Lian kembali ke kamar hotel dan melihat Boy juga Patrick
sudah selesai membahas tentang misi mereka. Lian ikut duduk bergabung dengan
mereka.
“Apa sudah selesai?” Tanya Lian.
“Sudah, Ma. Paman Patrick ternyata orang yang sangat
menyenangkan.” Ucap Boy.
Lian hanya mengulas senyumnya.
“Mama dari mana saja?”
“Mama hanya berkeliling hotel. Sedang diadakan seminar di ballroom
lantai bawah.”
Lian memperhatikan Patrick yang terlihat canggung dengan
kebersamaan mereka. Lian sudah sering mendengar tentang Patrick, tapi ia belum
pernah bertemu dengan sosok itu.
“Apa tuan sudah lama tinggal di Indonesia?” Tanya Lian untuk
memecah keheningan karena Boy sibuk dengan tablet pintarnya.

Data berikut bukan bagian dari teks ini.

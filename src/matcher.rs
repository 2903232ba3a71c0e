//! Chord Matcher
//!
//! Scores every chord template of a library against one chroma frame and
//! picks the best match. The base score is the vector similarity
//! `a·b / (‖a‖ + ‖b‖)`, floored at zero; optional heuristic adjustments are
//! added on top.

use crate::{
    chord::{Chord, ChordLibrary},
    pitch::SEMITONES,
    vector::{ChromaVector, Threshold},
};
use serde::{Deserialize, Serialize};
use std::sync::Arc;
use thiserror::Error;

/// Errors when configuring or querying the matcher.
#[derive(Debug, Error, Clone, PartialEq, Eq)]
pub enum MatcherError {
    /// An invalid argument was provided.
    #[error("invalid argument `{arg}`: {msg}")]
    InvalidArgument {
        /// The name of the invalid argument.
        arg: &'static str,
        /// A description of the problem.
        msg: String,
    },

    /// The chord library has no templates.
    #[error("chord library is empty")]
    EmptyLibrary,
}

/// A heuristic added to the base similarity score.
#[derive(Debug, Copy, Clone, PartialEq, Serialize, Deserialize)]
#[serde(rename_all = "snake_case")]
pub enum ScoreAdjustment {
    /// Reward chords whose note count equals the estimated one.
    NoteCount {
        /// Added on a match.
        bonus: f32,
    },
    /// Compare the chord root with the strongest chroma of the frame.
    ChordRoot {
        /// Added when the strongest chroma is the root.
        match_bonus: f32,
        /// Subtracted when it is not.
        mismatch_penalty: f32,
        /// Energy the strongest chroma must exceed for the extra bonus.
        high_energy_threshold: f32,
        /// Added on a root match whose energy exceeds the threshold.
        high_energy_bonus: f32,
    },
    /// Look at how frame energy is spread over the chord's chromas.
    ///
    /// The bonuses and the foreign-energy penalty are scaled by the fraction
    /// of qualifying chromas, not their count, so a fully present seventh
    /// chord earns the same matching bonus as a fully present triad.
    EnergyDistribution {
        /// Critical chromas below this count as absent.
        absent_threshold: f32,
        /// Subtracted once if any critical chroma is absent.
        absent_penalty: f32,
        /// Chord chromas at or above this count as present.
        matching_threshold: f32,
        /// Scaled by the fraction of chord chromas present.
        matching_bonus: f32,
        /// Chromas at or above this count as strong.
        high_energy_threshold: f32,
        /// Scaled by the share of critical chromas that are strong.
        high_energy_bonus: f32,
        /// Scaled by the share of non-chord chromas that are strong.
        high_energy_penalty: f32,
    },
}

impl ScoreAdjustment {
    /// Check that every parameter is finite.
    pub fn validate(&self) -> Result<(), MatcherError> {
        let values: Vec<(&'static str, f32)> = match self {
            ScoreAdjustment::NoteCount { bonus } => vec![("bonus", *bonus)],
            ScoreAdjustment::ChordRoot {
                match_bonus,
                mismatch_penalty,
                high_energy_threshold,
                high_energy_bonus,
            } => vec![
                ("match_bonus", *match_bonus),
                ("mismatch_penalty", *mismatch_penalty),
                ("high_energy_threshold", *high_energy_threshold),
                ("high_energy_bonus", *high_energy_bonus),
            ],
            ScoreAdjustment::EnergyDistribution {
                absent_threshold,
                absent_penalty,
                matching_threshold,
                matching_bonus,
                high_energy_threshold,
                high_energy_bonus,
                high_energy_penalty,
            } => vec![
                ("absent_threshold", *absent_threshold),
                ("absent_penalty", *absent_penalty),
                ("matching_threshold", *matching_threshold),
                ("matching_bonus", *matching_bonus),
                ("high_energy_threshold", *high_energy_threshold),
                ("high_energy_bonus", *high_energy_bonus),
                ("high_energy_penalty", *high_energy_penalty),
            ],
        };
        match values.iter().find(|(_, v)| !v.is_finite()) {
            Some(&(arg, value)) => Err(MatcherError::InvalidArgument {
                arg,
                msg: format!("must be finite, got {value}"),
            }),
            None => Ok(()),
        }
    }

    fn apply(&self, frame: &FrameSummary<'_>, candidate: &Candidate) -> f32 {
        match *self {
            ScoreAdjustment::NoteCount { bonus } => match frame.note_count {
                Some(count) if count == candidate.chord.note_count() => bonus,
                _ => 0.0,
            },
            ScoreAdjustment::ChordRoot {
                match_bonus,
                mismatch_penalty,
                high_energy_threshold,
                high_energy_bonus,
            } => {
                if frame.strongest != candidate.chord.root.index() {
                    return -mismatch_penalty;
                }
                if frame.chroma[frame.strongest] > high_energy_threshold {
                    match_bonus + high_energy_bonus
                } else {
                    match_bonus
                }
            }
            ScoreAdjustment::EnergyDistribution {
                absent_threshold,
                absent_penalty,
                matching_threshold,
                matching_bonus,
                high_energy_threshold,
                high_energy_bonus,
                high_energy_penalty,
            } => {
                let energy = |&c: &usize| frame.chroma[c];
                let share = |indices: &[usize], threshold: f32| {
                    if indices.is_empty() {
                        return 0.0;
                    }
                    let hits = indices
                        .iter()
                        .map(energy)
                        .filter(|&e| e >= threshold)
                        .count();
                    hits as f32 / indices.len() as f32
                };

                let mut adjustment = 0.0;
                let absent = |&c: &usize| frame.chroma[c] < absent_threshold;
                if candidate.critical.iter().any(absent) {
                    adjustment -= absent_penalty;
                }
                adjustment += high_energy_bonus * share(&candidate.critical, high_energy_threshold);
                adjustment += matching_bonus * share(&candidate.members, matching_threshold);
                adjustment -=
                    high_energy_penalty * share(&candidate.outsiders, high_energy_threshold);
                adjustment
            }
        }
    }
}

/// Per-frame facts shared by every candidate.
struct FrameSummary<'a> {
    chroma: &'a ChromaVector,
    strongest: usize,
    note_count: Option<usize>,
}

/// Template plus the chroma index sets the adjustments need.
#[derive(Debug, Clone)]
struct Candidate {
    chord: Chord,
    template: ChromaVector,
    members: Vec<usize>,
    critical: Vec<usize>,
    outsiders: Vec<usize>,
}

impl Candidate {
    fn new(chord: Chord, template: ChromaVector) -> Self {
        let mut members: Vec<usize> = chord.chromas().iter().map(|c| c.index()).collect();
        members.sort_unstable();
        members.dedup();
        let mut critical: Vec<usize> = chord.critical_chromas().iter().map(|c| c.index()).collect();
        critical.sort_unstable();
        critical.dedup();
        let outsiders = (0..SEMITONES).filter(|c| !members.contains(c)).collect();
        Candidate {
            chord,
            template,
            members,
            critical,
            outsiders,
        }
    }
}

/// A chord with its score for one frame.
#[derive(Debug, Copy, Clone, PartialEq, Serialize)]
pub struct ChordScore {
    /// The scored chord.
    pub chord: Chord,
    /// Base similarity plus adjustments.
    pub score: f32,
}

/// Scores of every library chord for one frame.
#[derive(Debug, Clone)]
pub struct MatchResult {
    library: Arc<ChordLibrary>,
    scores: Vec<f32>,
    best: ChordScore,
}

impl MatchResult {
    /// The highest-scoring chord; the earliest in library order on ties.
    pub fn best(&self) -> ChordScore {
        self.best
    }

    /// Scores in library order.
    pub fn scores(&self) -> &[f32] {
        &self.scores
    }

    /// Every chord with its score, in library order.
    pub fn iter(&self) -> impl Iterator<Item = ChordScore> + '_ {
        self.library
            .templates()
            .iter()
            .zip(&self.scores)
            .map(|(template, &score)| ChordScore {
                chord: template.chord(),
                score,
            })
    }

    /// Score of one chord, if it is in the library.
    pub fn score_of(&self, chord: &Chord) -> Option<f32> {
        self.library.position(chord).map(|i| self.scores[i])
    }

    /// The `k` best chords by descending score, ties in library order.
    ///
    /// Returns `Err(InvalidArgument)` if `k == 0`.
    pub fn top(&self, k: usize) -> Result<Vec<ChordScore>, MatcherError> {
        if k == 0 {
            return Err(MatcherError::InvalidArgument {
                arg: "k",
                msg: "must be >= 1".to_string(),
            });
        }
        let mut ranked: Vec<ChordScore> = self.iter().collect();
        ranked.sort_by(|a, b| b.score.total_cmp(&a.score));
        ranked.truncate(k);
        Ok(ranked)
    }
}

/// Builder for [`ChordMatcher`].
pub struct ChordMatcherBuilder {
    library: Option<Arc<ChordLibrary>>,
    adjustments: Vec<ScoreAdjustment>,
}

impl ChordMatcherBuilder {
    /// Standard library, no adjustments.
    pub fn new() -> Self {
        ChordMatcherBuilder {
            library: None,
            adjustments: Vec::new(),
        }
    }

    /// Match against a shared library instead of the standard one.
    pub fn library(mut self, library: Arc<ChordLibrary>) -> Self {
        self.library = Some(library);
        self
    }

    /// Add one adjustment.
    pub fn adjustment(mut self, adjustment: ScoreAdjustment) -> Self {
        self.adjustments.push(adjustment);
        self
    }

    /// Replace all adjustments.
    pub fn adjustments(mut self, adjustments: impl IntoIterator<Item = ScoreAdjustment>) -> Self {
        self.adjustments = adjustments.into_iter().collect();
        self
    }

    /// Validate and build the matcher.
    pub fn build(self) -> Result<ChordMatcher, MatcherError> {
        for adjustment in &self.adjustments {
            adjustment.validate()?;
        }
        let library = self
            .library
            .unwrap_or_else(|| Arc::new(ChordLibrary::standard()));
        if library.is_empty() {
            return Err(MatcherError::EmptyLibrary);
        }
        let candidates = library
            .templates()
            .iter()
            .map(|t| Candidate::new(t.chord(), *t.vector()))
            .collect();
        log::debug!(
            "chord matcher over {} templates with {} adjustments",
            library.len(),
            self.adjustments.len()
        );
        Ok(ChordMatcher {
            library,
            adjustments: self.adjustments,
            candidates,
        })
    }
}

impl Default for ChordMatcherBuilder {
    fn default() -> Self {
        Self::new()
    }
}

/// Scores chroma frames against a chord library.
#[derive(Debug, Clone)]
pub struct ChordMatcher {
    library: Arc<ChordLibrary>,
    adjustments: Vec<ScoreAdjustment>,
    candidates: Vec<Candidate>,
}

impl ChordMatcher {
    /// Return a builder to choose the library and adjustments.
    pub fn builder() -> ChordMatcherBuilder {
        ChordMatcherBuilder::new()
    }

    /// The library chords are drawn from.
    pub fn library(&self) -> &Arc<ChordLibrary> {
        &self.library
    }

    /// Configured adjustments.
    pub fn adjustments(&self) -> &[ScoreAdjustment] {
        &self.adjustments
    }

    /// Score every chord against `frame`.
    ///
    /// `note_count` feeds [`ScoreAdjustment::NoteCount`]; pass `None` when no
    /// estimate is available. Adjustments are skipped for silent frames.
    pub fn match_frame(&self, frame: &ChromaVector, note_count: Option<usize>) -> MatchResult {
        let silent = frame.is_silent();
        let summary = FrameSummary {
            chroma: frame,
            strongest: frame.argmax(),
            note_count,
        };

        let scores: Vec<f32> = self
            .candidates
            .iter()
            .map(|candidate| {
                let base = frame.similarity(&candidate.template).max(0.0);
                if silent {
                    return base;
                }
                self.adjustments
                    .iter()
                    .fold(base, |score, adjustment| score + adjustment.apply(&summary, candidate))
            })
            .collect();

        // strict comparison keeps the first of equal scores
        let (best_index, best_score) = scores
            .iter()
            .enumerate()
            .fold((0, f32::NEG_INFINITY), |(bi, bs), (i, &s)| {
                if s > bs {
                    (i, s)
                } else {
                    (bi, bs)
                }
            });
        let best = ChordScore {
            chord: self.candidates[best_index].chord,
            score: best_score,
        };
        log::trace!("best match {} ({:.4})", best.chord, best.score);

        MatchResult {
            library: Arc::clone(&self.library),
            scores,
            best,
        }
    }
}

/// Number of chroma bins holding at least `threshold` times the frame
/// maximum; `None` for a silent frame.
pub fn estimate_note_count(frame: &ChromaVector, threshold: f32) -> Option<usize> {
    let max = frame.max();
    if max <= 0.0 {
        return None;
    }
    Some(frame.indices_by_threshold(Threshold::AtLeast(threshold * max)).len())
}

“Ya lumayan, sekitar dua tahun.” Jawab Patrick.
“Jadi, tuan adalah warga Negara asing disini?”
“Tolong jangan memanggilku tuan. Panggil saja Patrick atau Pat.”
“Maaf. Aku hanya berusaha bersikap sopan saja.”
“Tidak apa. Sebaiknya kau jangan merasa sungkan. Karena mulai
sekarang, putramu bekerja denganku dan dalam pengawasanku.”
Lian mengangguk paham. “Apa kau sudah menikah?”
Entah kenapa pertanyaan Lian membuat semburat kesedihan di
mata Patrick.
“Maaf, aku tidak bermaksud untuk … “
“Tidak apa. Itu adalah pertanyaan umum. Kau pasti ingin tahu
seperti apa kehidupan seorang agen FBI. Apakah boleh menikah, atau harus terus
melajang. Itu adalah hal normal.”
Lian tertawa kecil. “Ya. Karena aku adalah orang awam dalam
hal seperti ini. Jadi, kupikir aku ingin mengetahui lebih banyak tentang
pekerjaan yang akan dilakukan oleh putraku.”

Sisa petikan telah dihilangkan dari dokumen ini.